Exercise requirements:
Filter the listing below, copying every line in which the word "PoweredBy" appears.

Supplied entries:

....................

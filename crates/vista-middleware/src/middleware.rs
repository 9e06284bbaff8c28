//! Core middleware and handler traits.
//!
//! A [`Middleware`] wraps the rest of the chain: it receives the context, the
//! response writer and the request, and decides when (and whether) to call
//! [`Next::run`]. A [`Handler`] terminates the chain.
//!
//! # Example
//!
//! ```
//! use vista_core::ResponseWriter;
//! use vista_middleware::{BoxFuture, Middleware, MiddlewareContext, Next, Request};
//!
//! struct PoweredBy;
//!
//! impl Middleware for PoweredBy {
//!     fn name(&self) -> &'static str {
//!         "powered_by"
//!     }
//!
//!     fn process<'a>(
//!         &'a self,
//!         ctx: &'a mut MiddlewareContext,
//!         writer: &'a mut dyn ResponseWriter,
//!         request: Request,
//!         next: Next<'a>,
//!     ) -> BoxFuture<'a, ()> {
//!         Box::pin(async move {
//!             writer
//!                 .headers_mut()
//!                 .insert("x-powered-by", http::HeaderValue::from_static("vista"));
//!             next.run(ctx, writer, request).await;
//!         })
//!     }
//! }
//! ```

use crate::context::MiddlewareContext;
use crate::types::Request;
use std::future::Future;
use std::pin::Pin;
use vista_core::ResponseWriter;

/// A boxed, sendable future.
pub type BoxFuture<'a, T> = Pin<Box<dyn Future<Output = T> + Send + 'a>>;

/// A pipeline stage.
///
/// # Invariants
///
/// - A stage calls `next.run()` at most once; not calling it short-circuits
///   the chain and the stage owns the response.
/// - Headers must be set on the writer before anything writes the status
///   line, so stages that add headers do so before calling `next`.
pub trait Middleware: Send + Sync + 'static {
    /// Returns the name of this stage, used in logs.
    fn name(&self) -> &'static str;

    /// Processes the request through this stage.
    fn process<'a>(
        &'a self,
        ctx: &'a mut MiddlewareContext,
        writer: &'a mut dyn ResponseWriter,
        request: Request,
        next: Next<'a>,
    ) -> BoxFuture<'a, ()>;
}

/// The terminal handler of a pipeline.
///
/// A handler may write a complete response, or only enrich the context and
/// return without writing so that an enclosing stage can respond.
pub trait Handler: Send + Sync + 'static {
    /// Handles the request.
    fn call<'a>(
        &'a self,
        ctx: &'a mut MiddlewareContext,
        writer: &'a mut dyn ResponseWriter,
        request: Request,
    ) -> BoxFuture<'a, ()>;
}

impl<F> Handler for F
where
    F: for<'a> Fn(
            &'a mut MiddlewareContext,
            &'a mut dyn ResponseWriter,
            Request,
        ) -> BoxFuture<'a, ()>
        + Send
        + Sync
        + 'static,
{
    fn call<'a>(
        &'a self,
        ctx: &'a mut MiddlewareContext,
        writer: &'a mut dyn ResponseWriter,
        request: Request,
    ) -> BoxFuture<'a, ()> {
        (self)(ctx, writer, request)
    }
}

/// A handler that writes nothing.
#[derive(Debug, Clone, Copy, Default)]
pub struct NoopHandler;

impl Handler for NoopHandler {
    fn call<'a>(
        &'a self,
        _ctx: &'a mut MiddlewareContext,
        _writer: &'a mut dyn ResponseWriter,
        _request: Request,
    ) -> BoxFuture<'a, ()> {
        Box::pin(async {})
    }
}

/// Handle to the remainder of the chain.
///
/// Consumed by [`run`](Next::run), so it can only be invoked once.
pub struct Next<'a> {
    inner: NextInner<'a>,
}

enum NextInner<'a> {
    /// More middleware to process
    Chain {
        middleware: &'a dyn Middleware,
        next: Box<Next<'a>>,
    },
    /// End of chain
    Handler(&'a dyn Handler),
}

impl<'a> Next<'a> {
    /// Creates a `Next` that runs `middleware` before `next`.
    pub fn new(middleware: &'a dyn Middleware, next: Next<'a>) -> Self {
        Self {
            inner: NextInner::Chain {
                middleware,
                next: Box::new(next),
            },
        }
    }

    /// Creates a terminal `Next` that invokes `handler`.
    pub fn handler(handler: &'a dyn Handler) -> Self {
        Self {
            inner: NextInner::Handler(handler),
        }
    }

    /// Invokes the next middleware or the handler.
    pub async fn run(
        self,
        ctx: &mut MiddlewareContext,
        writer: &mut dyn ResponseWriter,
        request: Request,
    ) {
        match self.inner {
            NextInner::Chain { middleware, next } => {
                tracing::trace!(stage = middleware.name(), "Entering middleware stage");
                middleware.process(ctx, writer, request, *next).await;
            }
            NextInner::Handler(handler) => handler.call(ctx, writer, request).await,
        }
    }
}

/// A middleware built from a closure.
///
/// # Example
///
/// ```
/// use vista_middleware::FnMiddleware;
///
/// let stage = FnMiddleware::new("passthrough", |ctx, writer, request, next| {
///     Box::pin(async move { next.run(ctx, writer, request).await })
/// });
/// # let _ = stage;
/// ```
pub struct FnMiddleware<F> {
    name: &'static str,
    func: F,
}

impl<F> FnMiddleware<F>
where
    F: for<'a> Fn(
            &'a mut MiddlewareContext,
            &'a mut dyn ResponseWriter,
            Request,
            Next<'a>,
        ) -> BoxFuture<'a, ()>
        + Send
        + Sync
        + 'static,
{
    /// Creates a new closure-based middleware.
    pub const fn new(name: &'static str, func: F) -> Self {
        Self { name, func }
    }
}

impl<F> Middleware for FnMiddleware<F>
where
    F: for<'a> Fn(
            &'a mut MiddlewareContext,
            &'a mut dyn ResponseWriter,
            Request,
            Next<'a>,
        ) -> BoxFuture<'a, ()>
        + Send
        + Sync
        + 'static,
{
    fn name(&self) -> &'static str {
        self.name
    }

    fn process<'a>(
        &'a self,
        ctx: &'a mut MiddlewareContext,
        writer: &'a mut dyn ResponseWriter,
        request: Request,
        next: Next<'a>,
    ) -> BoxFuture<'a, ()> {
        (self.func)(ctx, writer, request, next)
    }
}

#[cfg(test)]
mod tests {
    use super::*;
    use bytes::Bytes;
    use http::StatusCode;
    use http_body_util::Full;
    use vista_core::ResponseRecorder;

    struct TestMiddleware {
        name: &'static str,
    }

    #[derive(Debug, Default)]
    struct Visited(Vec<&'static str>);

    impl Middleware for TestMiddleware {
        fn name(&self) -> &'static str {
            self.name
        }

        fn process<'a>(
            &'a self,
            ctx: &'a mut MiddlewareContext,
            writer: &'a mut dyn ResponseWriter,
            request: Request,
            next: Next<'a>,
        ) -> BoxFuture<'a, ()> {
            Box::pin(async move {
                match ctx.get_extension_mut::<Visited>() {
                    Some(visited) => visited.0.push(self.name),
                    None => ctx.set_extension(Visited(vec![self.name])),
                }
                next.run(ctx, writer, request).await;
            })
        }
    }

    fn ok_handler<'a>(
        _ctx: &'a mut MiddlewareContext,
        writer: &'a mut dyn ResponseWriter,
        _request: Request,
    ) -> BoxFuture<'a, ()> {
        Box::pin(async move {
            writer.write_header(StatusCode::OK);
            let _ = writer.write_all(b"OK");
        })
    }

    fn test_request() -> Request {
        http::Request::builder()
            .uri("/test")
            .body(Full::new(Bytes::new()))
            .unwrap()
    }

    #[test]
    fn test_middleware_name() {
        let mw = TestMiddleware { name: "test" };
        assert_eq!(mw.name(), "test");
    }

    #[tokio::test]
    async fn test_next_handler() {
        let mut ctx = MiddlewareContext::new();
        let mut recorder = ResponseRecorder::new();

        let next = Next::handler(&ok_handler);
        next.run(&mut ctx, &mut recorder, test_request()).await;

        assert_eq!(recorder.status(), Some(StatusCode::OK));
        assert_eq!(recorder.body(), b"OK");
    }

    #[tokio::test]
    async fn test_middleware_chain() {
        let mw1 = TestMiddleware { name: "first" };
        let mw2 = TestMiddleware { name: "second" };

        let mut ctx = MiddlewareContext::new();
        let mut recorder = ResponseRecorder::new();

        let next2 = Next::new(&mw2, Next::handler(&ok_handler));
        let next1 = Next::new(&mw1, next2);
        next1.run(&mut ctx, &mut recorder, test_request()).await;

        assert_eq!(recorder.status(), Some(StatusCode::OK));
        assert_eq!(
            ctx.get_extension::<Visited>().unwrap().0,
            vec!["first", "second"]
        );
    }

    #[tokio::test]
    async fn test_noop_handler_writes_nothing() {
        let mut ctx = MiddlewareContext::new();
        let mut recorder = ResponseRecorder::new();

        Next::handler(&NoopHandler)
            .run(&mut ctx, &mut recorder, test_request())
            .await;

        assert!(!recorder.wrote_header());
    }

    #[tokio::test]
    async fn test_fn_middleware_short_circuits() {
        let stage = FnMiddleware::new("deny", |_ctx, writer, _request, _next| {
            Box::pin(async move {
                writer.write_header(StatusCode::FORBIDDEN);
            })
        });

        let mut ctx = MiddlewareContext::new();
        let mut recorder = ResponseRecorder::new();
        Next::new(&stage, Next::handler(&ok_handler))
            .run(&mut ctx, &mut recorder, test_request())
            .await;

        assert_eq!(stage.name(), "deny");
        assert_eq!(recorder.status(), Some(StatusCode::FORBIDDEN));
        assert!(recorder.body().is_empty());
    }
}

....................

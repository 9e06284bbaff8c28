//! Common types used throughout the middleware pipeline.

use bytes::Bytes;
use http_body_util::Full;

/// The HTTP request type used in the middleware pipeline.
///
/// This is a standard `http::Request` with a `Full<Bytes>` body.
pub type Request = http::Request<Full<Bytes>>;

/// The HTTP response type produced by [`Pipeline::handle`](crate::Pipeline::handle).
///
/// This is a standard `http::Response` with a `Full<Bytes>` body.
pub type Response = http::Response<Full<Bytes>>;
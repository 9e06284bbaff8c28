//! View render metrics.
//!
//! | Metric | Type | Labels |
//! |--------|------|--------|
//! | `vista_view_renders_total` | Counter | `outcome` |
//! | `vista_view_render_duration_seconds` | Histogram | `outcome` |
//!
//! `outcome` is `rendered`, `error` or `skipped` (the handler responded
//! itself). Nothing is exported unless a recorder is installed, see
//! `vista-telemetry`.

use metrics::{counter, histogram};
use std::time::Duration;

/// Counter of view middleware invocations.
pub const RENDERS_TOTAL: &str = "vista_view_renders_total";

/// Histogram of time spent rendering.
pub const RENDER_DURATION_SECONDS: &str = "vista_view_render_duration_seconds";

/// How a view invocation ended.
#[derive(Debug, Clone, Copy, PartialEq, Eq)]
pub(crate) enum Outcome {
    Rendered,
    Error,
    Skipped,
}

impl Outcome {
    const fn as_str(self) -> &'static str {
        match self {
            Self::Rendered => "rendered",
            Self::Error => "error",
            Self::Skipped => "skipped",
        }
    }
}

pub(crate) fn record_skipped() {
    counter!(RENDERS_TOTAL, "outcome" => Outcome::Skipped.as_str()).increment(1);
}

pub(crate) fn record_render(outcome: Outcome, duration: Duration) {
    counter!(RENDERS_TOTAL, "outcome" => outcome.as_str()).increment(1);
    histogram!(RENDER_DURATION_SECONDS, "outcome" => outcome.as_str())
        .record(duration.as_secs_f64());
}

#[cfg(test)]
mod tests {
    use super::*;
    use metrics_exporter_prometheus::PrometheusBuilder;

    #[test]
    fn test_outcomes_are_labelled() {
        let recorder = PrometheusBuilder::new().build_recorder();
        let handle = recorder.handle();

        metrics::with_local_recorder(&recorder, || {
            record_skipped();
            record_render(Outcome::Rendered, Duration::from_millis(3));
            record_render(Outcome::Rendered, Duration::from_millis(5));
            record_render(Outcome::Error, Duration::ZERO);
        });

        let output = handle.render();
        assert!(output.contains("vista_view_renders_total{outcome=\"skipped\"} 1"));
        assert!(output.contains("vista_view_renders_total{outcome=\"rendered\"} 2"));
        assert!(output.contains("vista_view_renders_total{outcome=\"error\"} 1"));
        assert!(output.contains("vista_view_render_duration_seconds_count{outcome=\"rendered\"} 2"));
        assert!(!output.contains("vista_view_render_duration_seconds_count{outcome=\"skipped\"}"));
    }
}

....................

Your response:
//! struct PoweredBy;
//! impl Middleware for PoweredBy {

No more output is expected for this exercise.